→ **What you have to do**
Pull every line containing "stored" from the entries.

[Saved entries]
-*-

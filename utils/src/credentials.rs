use std::env;

use bon::Builder;
use docker_credential::DockerCredential;
use log::trace;

use crate::constants::{TAG_META_PASSWORD, TAG_META_USERNAME};

/// The credentials for reading from an image registry.
#[derive(Debug, Clone, PartialEq, Eq, Builder)]
pub struct Credentials {
    #[builder(into)]
    pub registry: String,

    #[builder(into)]
    pub username: String,

    #[builder(into)]
    pub password: String,
}

impl Credentials {
    /// Looks up credentials for a registry.
    ///
    /// The `TAG_META_USERNAME`/`TAG_META_PASSWORD` env vars take
    /// precedence over the docker and podman credential stores.
    /// Returns `None` when the registry should be accessed anonymously.
    #[must_use]
    pub fn get(registry: &str) -> Option<Self> {
        trace!("Credentials::get({registry})");

        let env_creds = (
            env::var(TAG_META_USERNAME).ok().filter(|u| !u.is_empty()),
            env::var(TAG_META_PASSWORD).ok().filter(|p| !p.is_empty()),
        );

        let (username, password) = match env_creds {
            (Some(username), Some(password)) => (username, password),
            _ => {
                let stored = docker_credential::get_credential(registry)
                    .or_else(|_| docker_credential::get_podman_credential(registry))
                    .ok()?;
                match stored {
                    DockerCredential::UsernamePassword(username, password)
                        if !username.is_empty() && !password.is_empty() =>
                    {
                        (username, password)
                    }
                    _ => return None,
                }
            }
        };
        trace!("Username: {username:?}");

        Some(
            Self::builder()
                .registry(registry)
                .username(username)
                .password(password)
                .build(),
        )
    }
}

-*-

→ **Your solution**
                let stored = docker_credential::get_credential(registry)
                match stored {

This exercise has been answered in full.